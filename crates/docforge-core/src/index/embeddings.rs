//! Text embeddings
//!
//! `FastEmbedEngine` runs a local ONNX model via fastembed. `HashingEmbedder`
//! is a deterministic bag-of-words feature hasher that needs no model
//! download, used offline and in tests.

use std::sync::Arc;

use anyhow::{anyhow, Context, Result};
use async_trait::async_trait;
use fastembed::{EmbeddingModel, InitOptions, TextEmbedding};
use tracing::{debug, info};

/// Turns text into fixed-size vectors
#[async_trait]
pub trait Embedder: Send + Sync {
    /// Identifier stored alongside a persisted index
    fn name(&self) -> &str;

    fn dimensions(&self) -> usize;

    async fn embed_batch(&self, texts: &[String]) -> Result<Vec<Vec<f32>>>;

    async fn embed(&self, text: &str) -> Result<Vec<f32>> {
        self.embed_batch(&[text.to_string()])
            .await?
            .into_iter()
            .next()
            .ok_or_else(|| anyhow!("Embedder '{}' returned no vector", self.name()))
    }
}

/// Local embeddings via fastembed
pub struct FastEmbedEngine {
    model: Arc<TextEmbedding>,
    name: String,
    dimensions: usize,
}

impl FastEmbedEngine {
    /// Load a model by its short name, e.g. `bge-small-en-v1.5`
    pub fn new(model_name: &str) -> Result<Self> {
        let (model, dimensions) = resolve_model(model_name)
            .ok_or_else(|| anyhow!("Unknown embedding model '{}'", model_name))?;

        info!("Loading embedding model {}", model_name);
        let embedding = TextEmbedding::try_new(
            InitOptions::new(model).with_show_download_progress(false),
        )
        .context("Failed to initialize fastembed model")?;

        Ok(Self {
            model: Arc::new(embedding),
            name: format!("fastembed:{}", model_name),
            dimensions,
        })
    }
}

/// Short model names accepted in configuration
fn resolve_model(name: &str) -> Option<(EmbeddingModel, usize)> {
    match name {
        "bge-small-en-v1.5" => Some((EmbeddingModel::BGESmallENV15, 384)),
        "bge-base-en-v1.5" => Some((EmbeddingModel::BGEBaseENV15, 768)),
        "bge-large-en-v1.5" => Some((EmbeddingModel::BGELargeENV15, 1024)),
        "all-minilm-l6-v2" => Some((EmbeddingModel::AllMiniLML6V2, 384)),
        "all-minilm-l12-v2" => Some((EmbeddingModel::AllMiniLML12V2, 384)),
        "paraphrase-multilingual-mpnet-base-v2" => {
            Some((EmbeddingModel::ParaphraseMLMpnetBaseV2, 768))
        }
        "nomic-embed-text-v1.5" => Some((EmbeddingModel::NomicEmbedTextV15, 768)),
        _ => None,
    }
}

#[async_trait]
impl Embedder for FastEmbedEngine {
    fn name(&self) -> &str {
        &self.name
    }

    fn dimensions(&self) -> usize {
        self.dimensions
    }

    async fn embed_batch(&self, texts: &[String]) -> Result<Vec<Vec<f32>>> {
        if texts.is_empty() {
            return Ok(Vec::new());
        }
        debug!("Embedding {} texts with {}", texts.len(), self.name);

        let model = Arc::clone(&self.model);
        let texts = texts.to_vec();
        tokio::task::spawn_blocking(move || model.embed(texts, None))
            .await
            .context("Embedding task panicked")?
            .context("fastembed embedding failed")
    }
}

/// Deterministic feature-hashing embedder
///
/// Tokens are lowercase alphanumeric runs, so `add_cube` contributes `add`
/// and `cube`. Vectors are L2-normalized.
pub struct HashingEmbedder {
    dimensions: usize,
}

impl HashingEmbedder {
    pub fn new(dimensions: usize) -> Self {
        Self {
            dimensions: dimensions.max(1),
        }
    }

    fn embed_one(&self, text: &str) -> Vec<f32> {
        let mut vector = vec![0.0f32; self.dimensions];
        for token in text
            .split(|c: char| !c.is_alphanumeric())
            .filter(|t| !t.is_empty())
        {
            let hash = fnv1a(&token.to_lowercase());
            let bucket = (hash % self.dimensions as u64) as usize;
            let sign = if (hash >> 63) == 0 { 1.0 } else { -1.0 };
            vector[bucket] += sign;
        }

        let norm = vector.iter().map(|v| v * v).sum::<f32>().sqrt();
        if norm > 0.0 {
            vector.iter_mut().for_each(|v| *v /= norm);
        }
        vector
    }
}

impl Default for HashingEmbedder {
    fn default() -> Self {
        Self::new(384)
    }
}

#[async_trait]
impl Embedder for HashingEmbedder {
    fn name(&self) -> &str {
        "hashing"
    }

    fn dimensions(&self) -> usize {
        self.dimensions
    }

    async fn embed_batch(&self, texts: &[String]) -> Result<Vec<Vec<f32>>> {
        Ok(texts.iter().map(|t| self.embed_one(t)).collect())
    }
}

fn fnv1a(text: &str) -> u64 {
    let mut hash: u64 = 0xcbf2_9ce4_8422_2325;
    for byte in text.bytes() {
        hash ^= byte as u64;
        hash = hash.wrapping_mul(0x0100_0000_01b3);
    }
    hash
}

/// Cosine similarity; vectors of different length score 0
pub fn cosine_similarity(a: &[f32], b: &[f32]) -> f32 {
    if a.len() != b.len() || a.is_empty() {
        return 0.0;
    }
    let dot: f32 = a.iter().zip(b).map(|(x, y)| x * y).sum();
    let norm_a = a.iter().map(|x| x * x).sum::<f32>().sqrt();
    let norm_b = b.iter().map(|x| x * x).sum::<f32>().sqrt();
    if norm_a == 0.0 || norm_b == 0.0 {
        return 0.0;
    }
    dot / (norm_a * norm_b)
}

/// Little-endian f32 blob for SQLite storage
pub fn embedding_to_blob(embedding: &[f32]) -> Vec<u8> {
    embedding.iter().flat_map(|v| v.to_le_bytes()).collect()
}

pub fn blob_to_embedding(blob: &[u8]) -> Option<Vec<f32>> {
    if blob.len() % 4 != 0 {
        return None;
    }
    Some(
        blob.chunks_exact(4)
            .map(|chunk| f32::from_le_bytes([chunk[0], chunk[1], chunk[2], chunk[3]]))
            .collect(),
    )
}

• • • • • • •

_ACTION ITEM_
This exercise needs each record retyped exactly as shown.

_EXERCISE RESULT_
filename crates/docforge-core/src/index/embeddings.rs
//! Text embeddings
//!
//! `FastEmbedEngine` runs a local ONNX model via fastembed. `HashingEmbedder`
//! is a deterministic bag-of-words feature hasher that needs no model
//! download, used offline and in tests.

use std::sync::Arc;

use anyhow::{anyhow, Context, Result};
use async_trait::async_trait;
use fastembed::{EmbeddingModel, InitOptions, TextEmbedding};
use tracing::{debug, info};

/// Turns text into fixed-size vectors
#[async_trait]
pub trait Embedder: Send + Sync {
    /// Identifier stored alongside a persisted index
    fn name(&self) -> &str;

    fn dimensions(&self) -> usize;

    async fn embed_batch(&self, texts: &[String]) -> Result<Vec<Vec<f32>>>;

    async fn embed(&self, text: &str) -> Result<Vec<f32>> {
        self.embed_batch(&[text.to_string()])
            .await?
            .into_iter()
            .next()
            .ok_or_else(|| anyhow!("Embedder '{}' returned no vector", self.name()))
    }
}

/// Local embeddings via fastembed
pub struct FastEmbedEngine {
    model: Arc<TextEmbedding>,
    name: String,
    dimensions: usize,
}

impl FastEmbedEngine {
    /// Load a model by its short name, e.g. `bge-small-en-v1.5`
    pub fn new(model_name: &str) -> Result<Self> {
        let (model, dimensions) = resolve_model(model_name)
            .ok_or_else(|| anyhow!("Unknown embedding model '{}'", model_name))?;

        info!("Loading embedding model {}", model_name);
        let embedding = TextEmbedding::try_new(
            InitOptions::new(model).with_show_download_progress(false),
        )
        .context("Failed to initialize fastembed model")?;

        Ok(Self {
            model: Arc::new(embedding),
            name: format!("fastembed:{}", model_name),
            dimensions,
        })
    }
}

/// Short model names accepted in configuration
fn resolve_model(name: &str) -> Option<(EmbeddingModel, usize)> {
    match name {
        "bge-small-en-v1.5" => Some((EmbeddingModel::BGESmallENV15, 384)),
        "bge-base-en-v1.5" => Some((EmbeddingModel::BGEBaseENV15, 768)),
        "bge-large-en-v1.5" => Some((EmbeddingModel::BGELargeENV15, 1024)),
        "all-minilm-l6-v2" => Some((EmbeddingModel::AllMiniLML6V2, 384)),
        "all-minilm-l12-v2" => Some((EmbeddingModel::AllMiniLML12V2, 384)),
        "paraphrase-multilingual-mpnet-base-v2" => {
            Some((EmbeddingModel::ParaphraseMLMpnetBaseV2, 768))
        }
        "nomic-embed-text-v1.5" => Some((EmbeddingModel::NomicEmbedTextV15, 768)),
        _ => None,
    }
}

#[async_trait]
impl Embedder for FastEmbedEngine {
    fn name(&self) -> &str {
        &self.name
    }

    fn dimensions(&self) -> usize {
        self.dimensions
    }

    async fn embed_batch(&self, texts: &[String]) -> Result<Vec<Vec<f32>>> {
        if texts.is_empty() {
            return Ok(Vec::new());
        }
        debug!("Embedding {} texts with {}", texts.len(), self.name);

        let model = Arc::clone(&self.model);
        let texts = texts.to_vec();
        tokio::task::spawn_blocking(move || model.embed(texts, None))
            .await
            .context("Embedding task panicked")?
            .context("fastembed embedding failed")
    }
}

/// Deterministic feature-hashing embedder
///
/// Tokens are lowercase alphanumeric runs, so `add_cube` contributes `add`
/// and `cube`. Vectors are L2-normalized.
pub struct HashingEmbedder {
    dimensions: usize,
}

impl HashingEmbedder {
    pub fn new(dimensions: usize) -> Self {
        Self {
            dimensions: dimensions.max(1),
        }
    }

    fn embed_one(&self, text: &str) -> Vec<f32> {
        let mut vector = vec![0.0f32; self.dimensions];
        for token in text
            .split(|c: char| !c.is_alphanumeric())
            .filter(|t| !t.is_empty())
        {
            let hash = fnv1a(&token.to_lowercase());
            let bucket = (hash % self.dimensions as u64) as usize;
            let sign = if (hash >> 63) == 0 { 1.0 } else { -1.0 };
            vector[bucket] += sign;
        }

        let norm = vector.iter().map(|v| v * v).sum::<f32>().sqrt();
        if norm > 0.0 {
            vector.iter_mut().for_each(|v| *v /= norm);
        }
        vector
    }
}

impl Default for HashingEmbedder {
    fn default() -> Self {
        Self::new(384)
    }
}

#[async_trait]
impl Embedder for HashingEmbedder {
    fn name(&self) -> &str {
        "hashing"
    }

    fn dimensions(&self) -> usize {
        self.dimensions
    }

    async fn embed_batch(&self, texts: &[String]) -> Result<Vec<Vec<f32>>> {
        Ok(texts.iter().map(|t| self.embed_one(t)).collect())
    }
}

fn fnv1a(text: &str) -> u64 {
    let mut hash: u64 = 0xcbf2_9ce4_8422_2325;
    for byte in text.bytes() {
        hash ^= byte as u64;
        hash = hash.wrapping_mul(0x0100_0000_01b3);
    }
    hash
}

/// Cosine similarity; vectors of different length score 0
pub fn cosine_similarity(a: &[f32], b: &[f32]) -> f32 {
    if a.len() != b.len() || a.is_empty() {
        return 0.0;
    }
    let dot: f32 = a.iter().zip(b).map(|(x, y)| x * y).sum();
    let norm_a = a.iter().map(|x| x * x).sum::<f32>().sqrt();
    let norm_b = b.iter().map(|x| x * x).sum::<f32>().sqrt();
    if norm_a == 0.0 || norm_b == 0.0 {
        return 0.0;
    }
    dot / (norm_a * norm_b)
}

/// Little-endian f32 blob for SQLite storage
pub fn embedding_to_blob(embedding: &[f32]) -> Vec<u8> {
    embedding.iter().flat_map(|v| v.to_le_bytes()).collect()
}

pub fn blob_to_embedding(blob: &[u8]) -> Option<Vec<f32>> {
    if blob.len() % 4 != 0 {
        return None;
    }
    Some(
        blob.chunks_exact(4)
            .map(|chunk| f32::from_le_bytes([chunk[0], chunk[1], chunk[2], chunk[3]]))
            .collect(),
    )
}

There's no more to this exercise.